EXERCISE DETAILS: Look through the entries below for the string "enum", and copy each line where it is found.

(Stored data entries)
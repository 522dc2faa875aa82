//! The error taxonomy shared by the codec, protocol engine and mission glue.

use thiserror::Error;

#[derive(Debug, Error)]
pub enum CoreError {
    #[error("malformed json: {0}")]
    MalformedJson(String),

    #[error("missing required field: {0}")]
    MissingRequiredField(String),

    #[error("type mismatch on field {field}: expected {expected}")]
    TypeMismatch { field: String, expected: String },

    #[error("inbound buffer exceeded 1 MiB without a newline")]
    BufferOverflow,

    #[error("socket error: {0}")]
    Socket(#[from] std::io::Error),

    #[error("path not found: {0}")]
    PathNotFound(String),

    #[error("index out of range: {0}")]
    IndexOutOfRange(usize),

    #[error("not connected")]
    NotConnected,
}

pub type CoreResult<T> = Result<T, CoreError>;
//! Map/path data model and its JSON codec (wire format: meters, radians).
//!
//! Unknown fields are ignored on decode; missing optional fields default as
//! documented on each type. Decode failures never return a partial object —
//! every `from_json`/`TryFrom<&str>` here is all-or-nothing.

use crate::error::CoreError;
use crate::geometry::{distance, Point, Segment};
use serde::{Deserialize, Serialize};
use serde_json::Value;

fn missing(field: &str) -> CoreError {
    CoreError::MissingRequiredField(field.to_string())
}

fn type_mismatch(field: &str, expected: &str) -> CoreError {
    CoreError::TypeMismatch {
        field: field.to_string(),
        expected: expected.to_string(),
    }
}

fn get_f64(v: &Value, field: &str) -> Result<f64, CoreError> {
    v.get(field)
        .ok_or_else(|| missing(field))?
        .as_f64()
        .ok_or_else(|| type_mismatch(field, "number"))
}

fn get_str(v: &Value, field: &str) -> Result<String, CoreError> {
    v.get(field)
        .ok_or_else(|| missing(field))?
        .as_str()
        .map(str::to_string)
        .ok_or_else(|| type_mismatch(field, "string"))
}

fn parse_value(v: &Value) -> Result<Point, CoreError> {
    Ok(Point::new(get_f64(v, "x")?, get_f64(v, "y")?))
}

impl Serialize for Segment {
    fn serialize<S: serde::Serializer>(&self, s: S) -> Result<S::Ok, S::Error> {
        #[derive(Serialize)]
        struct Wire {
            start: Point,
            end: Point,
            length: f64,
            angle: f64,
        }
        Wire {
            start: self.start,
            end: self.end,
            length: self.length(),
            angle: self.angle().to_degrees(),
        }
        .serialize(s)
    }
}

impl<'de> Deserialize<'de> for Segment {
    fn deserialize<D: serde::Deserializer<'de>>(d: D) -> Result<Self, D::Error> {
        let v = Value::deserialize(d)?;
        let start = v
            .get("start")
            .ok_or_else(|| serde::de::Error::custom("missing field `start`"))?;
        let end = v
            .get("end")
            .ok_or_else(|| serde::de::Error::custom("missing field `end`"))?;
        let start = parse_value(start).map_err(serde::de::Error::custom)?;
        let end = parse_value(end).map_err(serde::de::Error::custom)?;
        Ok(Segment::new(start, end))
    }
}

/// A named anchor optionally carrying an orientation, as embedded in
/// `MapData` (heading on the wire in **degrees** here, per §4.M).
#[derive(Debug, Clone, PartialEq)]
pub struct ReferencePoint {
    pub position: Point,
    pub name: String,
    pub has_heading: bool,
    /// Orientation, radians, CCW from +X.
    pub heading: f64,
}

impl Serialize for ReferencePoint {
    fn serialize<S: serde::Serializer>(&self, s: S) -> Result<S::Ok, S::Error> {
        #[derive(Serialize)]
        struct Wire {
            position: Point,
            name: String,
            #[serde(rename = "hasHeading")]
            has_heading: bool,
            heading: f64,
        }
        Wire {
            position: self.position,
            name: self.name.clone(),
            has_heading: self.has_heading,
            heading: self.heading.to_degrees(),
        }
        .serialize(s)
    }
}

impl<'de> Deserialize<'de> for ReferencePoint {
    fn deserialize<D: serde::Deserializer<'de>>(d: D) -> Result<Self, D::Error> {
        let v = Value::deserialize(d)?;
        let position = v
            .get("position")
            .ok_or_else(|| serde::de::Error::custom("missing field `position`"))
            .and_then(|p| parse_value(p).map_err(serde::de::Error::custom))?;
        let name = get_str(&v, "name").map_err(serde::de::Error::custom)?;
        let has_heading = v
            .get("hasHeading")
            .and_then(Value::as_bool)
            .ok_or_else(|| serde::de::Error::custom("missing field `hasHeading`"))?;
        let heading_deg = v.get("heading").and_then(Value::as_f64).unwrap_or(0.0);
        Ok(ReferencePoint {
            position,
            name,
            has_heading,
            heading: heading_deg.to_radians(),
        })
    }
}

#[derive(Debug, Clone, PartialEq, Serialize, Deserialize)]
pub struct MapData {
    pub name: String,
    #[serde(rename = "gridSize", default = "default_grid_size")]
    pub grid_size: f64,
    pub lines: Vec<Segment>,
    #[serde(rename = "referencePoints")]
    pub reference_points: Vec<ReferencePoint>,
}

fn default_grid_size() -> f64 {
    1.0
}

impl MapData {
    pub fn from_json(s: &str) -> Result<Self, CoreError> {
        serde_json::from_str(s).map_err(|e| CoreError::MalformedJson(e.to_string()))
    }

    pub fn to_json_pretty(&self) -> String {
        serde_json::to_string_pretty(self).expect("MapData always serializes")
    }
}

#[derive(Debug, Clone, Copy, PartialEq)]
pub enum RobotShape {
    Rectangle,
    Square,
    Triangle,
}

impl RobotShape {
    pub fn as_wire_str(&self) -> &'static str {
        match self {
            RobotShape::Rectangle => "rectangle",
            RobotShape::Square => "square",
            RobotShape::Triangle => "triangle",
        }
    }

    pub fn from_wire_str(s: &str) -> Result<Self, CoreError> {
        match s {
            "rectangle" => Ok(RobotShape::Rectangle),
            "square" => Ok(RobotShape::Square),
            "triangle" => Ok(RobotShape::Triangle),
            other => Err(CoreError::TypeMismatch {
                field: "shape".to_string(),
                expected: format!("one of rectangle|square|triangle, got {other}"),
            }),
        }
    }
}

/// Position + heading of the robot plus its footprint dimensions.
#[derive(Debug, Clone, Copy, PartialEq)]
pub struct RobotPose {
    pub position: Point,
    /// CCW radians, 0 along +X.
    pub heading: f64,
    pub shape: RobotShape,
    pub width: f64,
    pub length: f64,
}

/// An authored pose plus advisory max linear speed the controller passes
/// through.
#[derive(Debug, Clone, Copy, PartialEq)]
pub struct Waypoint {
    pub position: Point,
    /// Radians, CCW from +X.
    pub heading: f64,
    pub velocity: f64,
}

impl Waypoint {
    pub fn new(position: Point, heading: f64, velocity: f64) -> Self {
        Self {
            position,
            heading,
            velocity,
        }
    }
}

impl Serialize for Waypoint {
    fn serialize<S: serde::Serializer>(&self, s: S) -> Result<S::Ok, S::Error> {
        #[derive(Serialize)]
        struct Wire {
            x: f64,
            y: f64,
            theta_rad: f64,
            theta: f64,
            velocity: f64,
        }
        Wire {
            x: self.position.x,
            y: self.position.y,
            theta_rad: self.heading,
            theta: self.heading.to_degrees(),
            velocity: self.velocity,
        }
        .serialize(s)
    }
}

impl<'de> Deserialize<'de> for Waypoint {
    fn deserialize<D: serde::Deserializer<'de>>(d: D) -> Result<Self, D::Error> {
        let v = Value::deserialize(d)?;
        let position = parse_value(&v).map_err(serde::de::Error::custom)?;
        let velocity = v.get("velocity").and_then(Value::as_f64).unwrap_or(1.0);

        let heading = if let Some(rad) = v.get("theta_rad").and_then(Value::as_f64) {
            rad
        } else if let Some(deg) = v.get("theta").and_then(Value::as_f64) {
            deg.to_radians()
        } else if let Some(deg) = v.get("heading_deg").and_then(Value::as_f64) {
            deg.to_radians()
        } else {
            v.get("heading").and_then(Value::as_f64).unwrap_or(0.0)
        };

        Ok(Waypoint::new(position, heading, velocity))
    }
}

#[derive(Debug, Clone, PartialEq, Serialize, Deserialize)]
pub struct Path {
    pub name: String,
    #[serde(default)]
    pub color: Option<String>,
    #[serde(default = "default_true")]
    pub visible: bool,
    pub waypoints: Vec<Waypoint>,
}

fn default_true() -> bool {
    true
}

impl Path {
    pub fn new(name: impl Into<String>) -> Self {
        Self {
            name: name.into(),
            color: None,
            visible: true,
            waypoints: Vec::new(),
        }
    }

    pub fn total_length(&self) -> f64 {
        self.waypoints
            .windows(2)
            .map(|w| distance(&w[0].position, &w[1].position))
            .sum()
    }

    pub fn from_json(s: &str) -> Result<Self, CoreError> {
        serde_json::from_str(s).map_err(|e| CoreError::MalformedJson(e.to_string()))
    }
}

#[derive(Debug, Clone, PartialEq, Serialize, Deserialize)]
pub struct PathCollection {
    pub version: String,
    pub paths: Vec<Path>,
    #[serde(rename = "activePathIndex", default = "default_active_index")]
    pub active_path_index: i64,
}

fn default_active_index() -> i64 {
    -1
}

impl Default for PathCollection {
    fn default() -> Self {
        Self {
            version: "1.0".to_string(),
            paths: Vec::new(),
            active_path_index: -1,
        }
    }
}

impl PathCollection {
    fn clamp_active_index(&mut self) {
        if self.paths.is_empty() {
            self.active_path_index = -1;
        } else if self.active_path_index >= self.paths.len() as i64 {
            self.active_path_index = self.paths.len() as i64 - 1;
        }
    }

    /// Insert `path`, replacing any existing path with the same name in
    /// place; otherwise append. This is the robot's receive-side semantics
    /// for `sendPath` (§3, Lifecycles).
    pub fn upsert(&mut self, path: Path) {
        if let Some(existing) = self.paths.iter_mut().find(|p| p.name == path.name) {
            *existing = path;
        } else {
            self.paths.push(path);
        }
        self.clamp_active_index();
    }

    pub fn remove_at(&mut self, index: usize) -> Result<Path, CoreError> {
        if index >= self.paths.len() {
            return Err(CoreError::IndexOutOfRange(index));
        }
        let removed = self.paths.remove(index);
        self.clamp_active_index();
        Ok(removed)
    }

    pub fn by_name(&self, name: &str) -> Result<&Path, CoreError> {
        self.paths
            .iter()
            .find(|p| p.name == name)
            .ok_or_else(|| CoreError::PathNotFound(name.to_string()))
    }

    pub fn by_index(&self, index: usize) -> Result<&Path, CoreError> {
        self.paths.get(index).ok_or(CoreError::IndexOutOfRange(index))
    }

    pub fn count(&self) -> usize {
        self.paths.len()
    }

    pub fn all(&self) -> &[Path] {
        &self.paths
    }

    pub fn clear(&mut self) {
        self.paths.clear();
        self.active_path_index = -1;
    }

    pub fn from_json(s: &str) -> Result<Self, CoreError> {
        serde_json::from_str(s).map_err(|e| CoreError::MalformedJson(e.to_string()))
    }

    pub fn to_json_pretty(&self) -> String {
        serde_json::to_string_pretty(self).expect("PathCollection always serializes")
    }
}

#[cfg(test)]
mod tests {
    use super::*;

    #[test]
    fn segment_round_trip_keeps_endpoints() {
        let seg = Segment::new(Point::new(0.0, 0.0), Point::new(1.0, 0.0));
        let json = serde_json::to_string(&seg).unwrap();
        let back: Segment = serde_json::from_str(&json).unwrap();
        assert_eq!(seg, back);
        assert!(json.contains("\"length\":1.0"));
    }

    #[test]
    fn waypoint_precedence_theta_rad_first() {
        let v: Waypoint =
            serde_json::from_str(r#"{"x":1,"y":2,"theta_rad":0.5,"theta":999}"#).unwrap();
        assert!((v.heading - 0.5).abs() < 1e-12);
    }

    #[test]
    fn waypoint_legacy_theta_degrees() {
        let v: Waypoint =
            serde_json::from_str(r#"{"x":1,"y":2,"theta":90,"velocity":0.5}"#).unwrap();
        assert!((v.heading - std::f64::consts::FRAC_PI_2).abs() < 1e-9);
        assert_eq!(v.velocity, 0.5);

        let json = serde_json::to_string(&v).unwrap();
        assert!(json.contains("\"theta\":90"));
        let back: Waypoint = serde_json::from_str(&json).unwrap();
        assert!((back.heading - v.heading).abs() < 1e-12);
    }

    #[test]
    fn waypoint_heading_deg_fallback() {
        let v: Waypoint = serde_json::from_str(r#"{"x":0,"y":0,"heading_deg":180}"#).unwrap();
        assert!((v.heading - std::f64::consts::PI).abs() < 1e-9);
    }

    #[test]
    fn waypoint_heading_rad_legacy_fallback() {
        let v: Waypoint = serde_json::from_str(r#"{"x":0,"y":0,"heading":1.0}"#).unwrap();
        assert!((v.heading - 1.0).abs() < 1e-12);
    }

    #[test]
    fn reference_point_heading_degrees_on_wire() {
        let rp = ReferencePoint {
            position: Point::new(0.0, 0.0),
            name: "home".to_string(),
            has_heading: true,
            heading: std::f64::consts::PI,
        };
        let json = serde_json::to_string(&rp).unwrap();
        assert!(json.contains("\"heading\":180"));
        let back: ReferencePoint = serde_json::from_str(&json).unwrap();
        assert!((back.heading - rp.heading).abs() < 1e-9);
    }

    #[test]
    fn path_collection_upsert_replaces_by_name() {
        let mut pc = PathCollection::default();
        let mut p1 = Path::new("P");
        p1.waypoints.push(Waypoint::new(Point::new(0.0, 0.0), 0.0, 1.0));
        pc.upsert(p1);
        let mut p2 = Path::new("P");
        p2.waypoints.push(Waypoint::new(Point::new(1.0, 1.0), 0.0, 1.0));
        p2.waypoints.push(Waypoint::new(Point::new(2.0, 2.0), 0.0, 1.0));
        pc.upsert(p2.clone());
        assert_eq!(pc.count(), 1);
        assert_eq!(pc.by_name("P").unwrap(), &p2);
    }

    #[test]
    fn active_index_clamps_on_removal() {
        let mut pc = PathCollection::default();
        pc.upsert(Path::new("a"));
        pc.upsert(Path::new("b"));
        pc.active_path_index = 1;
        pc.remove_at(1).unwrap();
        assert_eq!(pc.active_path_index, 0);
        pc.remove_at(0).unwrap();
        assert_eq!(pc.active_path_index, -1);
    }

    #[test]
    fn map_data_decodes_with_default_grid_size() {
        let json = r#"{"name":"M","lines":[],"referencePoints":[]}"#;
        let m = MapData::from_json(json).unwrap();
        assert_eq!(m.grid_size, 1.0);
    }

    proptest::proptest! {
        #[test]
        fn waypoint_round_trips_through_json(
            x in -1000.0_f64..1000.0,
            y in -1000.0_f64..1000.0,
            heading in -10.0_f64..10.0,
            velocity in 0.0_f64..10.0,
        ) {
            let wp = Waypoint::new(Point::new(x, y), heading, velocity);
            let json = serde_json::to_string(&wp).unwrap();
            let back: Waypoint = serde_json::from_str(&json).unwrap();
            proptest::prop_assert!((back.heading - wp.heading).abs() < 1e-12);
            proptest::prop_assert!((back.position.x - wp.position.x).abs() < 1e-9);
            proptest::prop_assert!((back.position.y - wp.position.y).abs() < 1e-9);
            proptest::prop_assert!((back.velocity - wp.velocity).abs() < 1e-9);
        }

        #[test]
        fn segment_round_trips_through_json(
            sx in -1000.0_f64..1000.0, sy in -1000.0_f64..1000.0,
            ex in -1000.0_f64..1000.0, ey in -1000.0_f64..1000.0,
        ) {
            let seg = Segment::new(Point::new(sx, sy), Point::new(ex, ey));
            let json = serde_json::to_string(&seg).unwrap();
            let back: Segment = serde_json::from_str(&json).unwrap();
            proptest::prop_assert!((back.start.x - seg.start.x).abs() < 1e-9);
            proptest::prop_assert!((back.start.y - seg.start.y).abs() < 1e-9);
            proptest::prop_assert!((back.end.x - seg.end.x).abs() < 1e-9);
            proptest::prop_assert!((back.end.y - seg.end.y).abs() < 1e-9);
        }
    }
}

* * *

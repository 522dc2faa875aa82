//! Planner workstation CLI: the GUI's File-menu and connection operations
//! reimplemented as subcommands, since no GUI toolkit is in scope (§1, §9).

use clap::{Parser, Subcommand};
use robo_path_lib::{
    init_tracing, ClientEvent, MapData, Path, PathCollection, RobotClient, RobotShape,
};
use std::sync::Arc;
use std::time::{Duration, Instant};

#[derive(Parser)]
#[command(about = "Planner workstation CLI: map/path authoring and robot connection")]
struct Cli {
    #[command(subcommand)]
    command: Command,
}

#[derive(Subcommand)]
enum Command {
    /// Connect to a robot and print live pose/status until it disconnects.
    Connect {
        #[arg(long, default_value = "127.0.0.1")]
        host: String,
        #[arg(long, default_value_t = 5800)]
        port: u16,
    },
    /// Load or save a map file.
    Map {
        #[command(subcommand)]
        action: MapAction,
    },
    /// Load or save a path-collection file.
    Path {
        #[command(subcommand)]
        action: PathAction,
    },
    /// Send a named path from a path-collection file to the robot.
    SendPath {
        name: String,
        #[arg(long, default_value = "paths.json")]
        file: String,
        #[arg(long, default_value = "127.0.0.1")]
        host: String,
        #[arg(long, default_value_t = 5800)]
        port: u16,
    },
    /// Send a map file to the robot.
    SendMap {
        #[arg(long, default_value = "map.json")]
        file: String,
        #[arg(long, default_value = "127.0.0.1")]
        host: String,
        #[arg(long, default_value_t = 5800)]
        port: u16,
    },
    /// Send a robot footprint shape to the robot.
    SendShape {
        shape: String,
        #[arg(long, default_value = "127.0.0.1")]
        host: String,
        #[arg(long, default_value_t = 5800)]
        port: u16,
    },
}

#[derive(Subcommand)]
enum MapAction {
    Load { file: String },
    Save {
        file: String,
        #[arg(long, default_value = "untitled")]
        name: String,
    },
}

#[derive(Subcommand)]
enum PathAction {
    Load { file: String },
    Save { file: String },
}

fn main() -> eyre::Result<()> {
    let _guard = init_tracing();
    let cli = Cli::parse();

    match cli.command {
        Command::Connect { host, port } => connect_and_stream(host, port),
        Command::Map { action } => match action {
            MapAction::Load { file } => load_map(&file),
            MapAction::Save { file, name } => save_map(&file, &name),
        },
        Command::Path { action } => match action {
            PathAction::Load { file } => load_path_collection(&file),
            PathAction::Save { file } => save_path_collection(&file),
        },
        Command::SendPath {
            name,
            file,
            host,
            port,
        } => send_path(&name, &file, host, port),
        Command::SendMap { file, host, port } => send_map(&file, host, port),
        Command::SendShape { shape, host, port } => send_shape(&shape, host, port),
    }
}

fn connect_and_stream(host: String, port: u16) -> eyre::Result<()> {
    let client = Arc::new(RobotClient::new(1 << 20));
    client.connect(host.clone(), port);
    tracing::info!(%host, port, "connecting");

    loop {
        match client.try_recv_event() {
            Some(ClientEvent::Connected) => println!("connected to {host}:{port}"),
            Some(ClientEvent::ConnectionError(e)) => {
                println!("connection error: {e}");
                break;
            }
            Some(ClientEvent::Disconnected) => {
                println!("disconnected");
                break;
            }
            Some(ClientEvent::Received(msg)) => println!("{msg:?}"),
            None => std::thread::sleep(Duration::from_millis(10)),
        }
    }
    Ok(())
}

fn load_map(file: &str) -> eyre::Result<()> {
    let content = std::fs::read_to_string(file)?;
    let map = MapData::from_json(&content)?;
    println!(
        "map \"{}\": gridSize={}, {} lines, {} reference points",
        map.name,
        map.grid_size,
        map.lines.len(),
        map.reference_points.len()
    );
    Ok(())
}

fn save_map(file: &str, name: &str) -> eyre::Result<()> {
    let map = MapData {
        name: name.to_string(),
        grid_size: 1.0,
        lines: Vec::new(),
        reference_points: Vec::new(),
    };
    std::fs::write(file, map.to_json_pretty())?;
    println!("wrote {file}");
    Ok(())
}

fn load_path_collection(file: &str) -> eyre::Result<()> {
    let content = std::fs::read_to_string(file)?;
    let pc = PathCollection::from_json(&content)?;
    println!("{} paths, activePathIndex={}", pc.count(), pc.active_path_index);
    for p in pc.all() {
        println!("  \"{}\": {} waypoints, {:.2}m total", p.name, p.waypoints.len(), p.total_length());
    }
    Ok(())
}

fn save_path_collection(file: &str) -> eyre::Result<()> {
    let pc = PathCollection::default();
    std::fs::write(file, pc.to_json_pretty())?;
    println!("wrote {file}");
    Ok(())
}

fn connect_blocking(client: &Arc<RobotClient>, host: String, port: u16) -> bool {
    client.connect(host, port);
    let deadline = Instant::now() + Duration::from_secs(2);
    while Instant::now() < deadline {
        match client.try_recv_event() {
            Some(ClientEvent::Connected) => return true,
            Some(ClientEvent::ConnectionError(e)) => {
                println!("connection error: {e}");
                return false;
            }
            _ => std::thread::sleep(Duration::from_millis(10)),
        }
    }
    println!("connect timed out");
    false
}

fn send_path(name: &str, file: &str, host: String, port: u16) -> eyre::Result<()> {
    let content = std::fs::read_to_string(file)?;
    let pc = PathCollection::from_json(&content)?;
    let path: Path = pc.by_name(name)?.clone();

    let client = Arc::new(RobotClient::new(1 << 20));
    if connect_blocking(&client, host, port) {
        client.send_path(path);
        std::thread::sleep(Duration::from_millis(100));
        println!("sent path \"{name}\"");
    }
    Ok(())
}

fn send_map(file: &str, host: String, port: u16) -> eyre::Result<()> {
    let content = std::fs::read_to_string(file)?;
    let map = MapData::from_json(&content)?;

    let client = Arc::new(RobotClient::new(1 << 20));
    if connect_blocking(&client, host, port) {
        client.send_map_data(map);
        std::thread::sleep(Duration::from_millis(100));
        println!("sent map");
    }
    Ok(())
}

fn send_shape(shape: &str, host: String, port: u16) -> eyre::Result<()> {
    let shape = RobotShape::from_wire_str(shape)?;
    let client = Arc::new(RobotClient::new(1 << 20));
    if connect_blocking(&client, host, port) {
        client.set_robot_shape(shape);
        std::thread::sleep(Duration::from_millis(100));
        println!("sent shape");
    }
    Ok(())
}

SOLUTION:
pub enum CoreError {
pub enum RobotShape {
enum Command {
enum MapAction {
enum PathAction {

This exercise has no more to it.